Problem statement: Starting from the line with "one chat message.", transcribe each line to the end of the records below. Copy them exactly and write nothing else.

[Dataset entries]
BEGIN

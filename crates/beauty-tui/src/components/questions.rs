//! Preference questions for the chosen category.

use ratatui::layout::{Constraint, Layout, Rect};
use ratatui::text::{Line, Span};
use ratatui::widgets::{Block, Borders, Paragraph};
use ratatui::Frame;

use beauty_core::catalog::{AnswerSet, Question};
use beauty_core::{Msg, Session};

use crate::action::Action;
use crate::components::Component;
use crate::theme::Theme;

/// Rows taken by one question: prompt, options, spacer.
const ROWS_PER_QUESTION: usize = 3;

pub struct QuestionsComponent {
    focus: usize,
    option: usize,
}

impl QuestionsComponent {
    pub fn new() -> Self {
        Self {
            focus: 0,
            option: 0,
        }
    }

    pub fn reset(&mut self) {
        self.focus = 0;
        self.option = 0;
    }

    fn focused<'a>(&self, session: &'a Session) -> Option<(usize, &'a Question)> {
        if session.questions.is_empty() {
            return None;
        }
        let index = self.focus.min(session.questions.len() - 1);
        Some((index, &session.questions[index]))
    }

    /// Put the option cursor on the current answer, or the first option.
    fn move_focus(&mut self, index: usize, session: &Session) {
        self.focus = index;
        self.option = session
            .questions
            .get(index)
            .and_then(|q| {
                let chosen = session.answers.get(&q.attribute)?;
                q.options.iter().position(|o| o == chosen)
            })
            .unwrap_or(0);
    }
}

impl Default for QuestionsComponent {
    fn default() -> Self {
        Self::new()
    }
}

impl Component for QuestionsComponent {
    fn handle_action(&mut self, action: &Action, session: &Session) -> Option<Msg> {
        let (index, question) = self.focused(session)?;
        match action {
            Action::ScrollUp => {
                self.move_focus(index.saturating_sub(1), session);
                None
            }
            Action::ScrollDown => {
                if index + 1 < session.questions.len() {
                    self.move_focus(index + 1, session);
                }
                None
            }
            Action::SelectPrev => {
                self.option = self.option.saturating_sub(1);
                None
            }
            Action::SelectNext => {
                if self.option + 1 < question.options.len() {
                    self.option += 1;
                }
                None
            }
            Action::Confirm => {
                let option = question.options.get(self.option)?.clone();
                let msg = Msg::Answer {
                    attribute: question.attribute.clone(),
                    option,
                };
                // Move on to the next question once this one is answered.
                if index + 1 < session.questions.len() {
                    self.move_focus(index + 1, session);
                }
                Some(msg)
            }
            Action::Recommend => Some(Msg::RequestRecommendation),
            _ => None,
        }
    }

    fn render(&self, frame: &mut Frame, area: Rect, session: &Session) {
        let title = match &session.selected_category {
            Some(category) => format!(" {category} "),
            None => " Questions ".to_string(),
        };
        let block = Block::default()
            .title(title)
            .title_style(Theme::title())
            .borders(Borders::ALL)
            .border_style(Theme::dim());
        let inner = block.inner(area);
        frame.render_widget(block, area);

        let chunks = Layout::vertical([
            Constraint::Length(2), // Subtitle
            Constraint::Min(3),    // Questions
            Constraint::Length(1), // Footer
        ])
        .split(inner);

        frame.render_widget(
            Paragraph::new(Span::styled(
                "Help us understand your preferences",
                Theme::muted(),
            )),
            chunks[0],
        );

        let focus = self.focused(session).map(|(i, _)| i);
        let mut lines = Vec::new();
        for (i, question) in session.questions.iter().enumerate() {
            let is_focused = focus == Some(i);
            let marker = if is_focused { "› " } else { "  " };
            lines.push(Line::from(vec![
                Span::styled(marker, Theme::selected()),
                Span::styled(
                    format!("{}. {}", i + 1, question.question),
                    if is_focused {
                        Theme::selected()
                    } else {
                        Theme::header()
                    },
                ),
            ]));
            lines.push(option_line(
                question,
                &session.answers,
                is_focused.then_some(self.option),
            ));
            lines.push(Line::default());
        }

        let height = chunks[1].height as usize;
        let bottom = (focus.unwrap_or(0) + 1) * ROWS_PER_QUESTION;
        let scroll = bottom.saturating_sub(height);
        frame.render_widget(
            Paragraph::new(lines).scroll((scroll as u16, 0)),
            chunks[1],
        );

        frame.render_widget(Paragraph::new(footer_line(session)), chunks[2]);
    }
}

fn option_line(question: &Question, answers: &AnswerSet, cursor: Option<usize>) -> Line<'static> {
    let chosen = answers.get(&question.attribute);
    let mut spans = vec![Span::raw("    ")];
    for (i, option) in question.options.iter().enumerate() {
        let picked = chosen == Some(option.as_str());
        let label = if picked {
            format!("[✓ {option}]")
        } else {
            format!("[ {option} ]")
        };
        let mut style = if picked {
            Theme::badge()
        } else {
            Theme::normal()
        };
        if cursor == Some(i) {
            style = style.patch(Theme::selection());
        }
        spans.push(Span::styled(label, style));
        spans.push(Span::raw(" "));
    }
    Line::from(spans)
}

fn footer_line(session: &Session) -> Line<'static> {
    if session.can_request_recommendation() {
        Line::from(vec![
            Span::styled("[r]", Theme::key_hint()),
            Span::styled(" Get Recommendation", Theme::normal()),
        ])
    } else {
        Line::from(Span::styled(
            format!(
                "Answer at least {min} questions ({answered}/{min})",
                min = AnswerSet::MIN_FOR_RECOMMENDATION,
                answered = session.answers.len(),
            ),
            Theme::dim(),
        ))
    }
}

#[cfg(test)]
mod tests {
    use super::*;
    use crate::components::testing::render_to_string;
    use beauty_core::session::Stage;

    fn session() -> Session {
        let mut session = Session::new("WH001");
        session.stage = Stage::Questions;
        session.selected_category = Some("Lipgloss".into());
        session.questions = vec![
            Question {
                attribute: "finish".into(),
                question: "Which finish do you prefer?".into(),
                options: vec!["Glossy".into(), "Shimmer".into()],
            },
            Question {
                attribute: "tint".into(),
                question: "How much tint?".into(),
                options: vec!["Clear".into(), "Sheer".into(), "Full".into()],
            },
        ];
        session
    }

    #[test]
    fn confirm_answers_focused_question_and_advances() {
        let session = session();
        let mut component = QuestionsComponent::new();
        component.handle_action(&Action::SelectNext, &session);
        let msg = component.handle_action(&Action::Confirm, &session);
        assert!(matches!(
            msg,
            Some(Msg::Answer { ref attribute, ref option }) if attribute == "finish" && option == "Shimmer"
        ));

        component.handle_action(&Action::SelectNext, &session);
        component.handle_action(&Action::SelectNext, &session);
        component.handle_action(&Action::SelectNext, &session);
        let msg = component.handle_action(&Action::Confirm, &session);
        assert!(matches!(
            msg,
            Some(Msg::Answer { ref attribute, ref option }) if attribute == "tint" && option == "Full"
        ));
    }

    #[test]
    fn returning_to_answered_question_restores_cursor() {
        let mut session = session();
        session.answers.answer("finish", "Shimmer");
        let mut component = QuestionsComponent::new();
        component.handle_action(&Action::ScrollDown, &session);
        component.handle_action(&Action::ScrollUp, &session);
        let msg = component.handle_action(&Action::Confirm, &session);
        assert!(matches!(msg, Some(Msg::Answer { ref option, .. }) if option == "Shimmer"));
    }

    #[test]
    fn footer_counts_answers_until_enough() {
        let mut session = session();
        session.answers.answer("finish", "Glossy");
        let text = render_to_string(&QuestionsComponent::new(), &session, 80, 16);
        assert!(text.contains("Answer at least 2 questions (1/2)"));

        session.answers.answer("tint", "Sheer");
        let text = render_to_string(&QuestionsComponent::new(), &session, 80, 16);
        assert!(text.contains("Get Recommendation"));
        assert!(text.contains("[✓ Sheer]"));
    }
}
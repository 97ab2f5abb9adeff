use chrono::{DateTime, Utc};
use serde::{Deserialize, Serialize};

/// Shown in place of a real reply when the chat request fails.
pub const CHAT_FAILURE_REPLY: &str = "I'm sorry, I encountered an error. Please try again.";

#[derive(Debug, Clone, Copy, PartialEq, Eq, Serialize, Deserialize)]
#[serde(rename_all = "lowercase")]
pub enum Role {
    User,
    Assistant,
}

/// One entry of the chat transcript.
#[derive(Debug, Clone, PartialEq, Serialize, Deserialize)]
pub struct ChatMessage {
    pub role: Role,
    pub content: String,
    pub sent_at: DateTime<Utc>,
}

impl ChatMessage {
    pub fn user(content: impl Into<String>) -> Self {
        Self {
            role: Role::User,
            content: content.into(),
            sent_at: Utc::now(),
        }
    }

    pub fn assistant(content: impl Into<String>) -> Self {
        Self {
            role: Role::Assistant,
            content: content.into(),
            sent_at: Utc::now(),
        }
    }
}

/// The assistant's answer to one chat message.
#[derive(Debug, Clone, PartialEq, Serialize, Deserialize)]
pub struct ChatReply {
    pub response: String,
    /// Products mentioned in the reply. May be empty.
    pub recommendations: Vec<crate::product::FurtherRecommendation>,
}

END

Result of the exercise:
/// The assistant's answer to one chat message.
#[derive(Debug, Clone, PartialEq, Serialize, Deserialize)]
pub struct ChatReply {
    pub response: String,
    /// Products mentioned in the reply. May be empty.
    pub recommendations: Vec<crate::product::FurtherRecommendation>,
}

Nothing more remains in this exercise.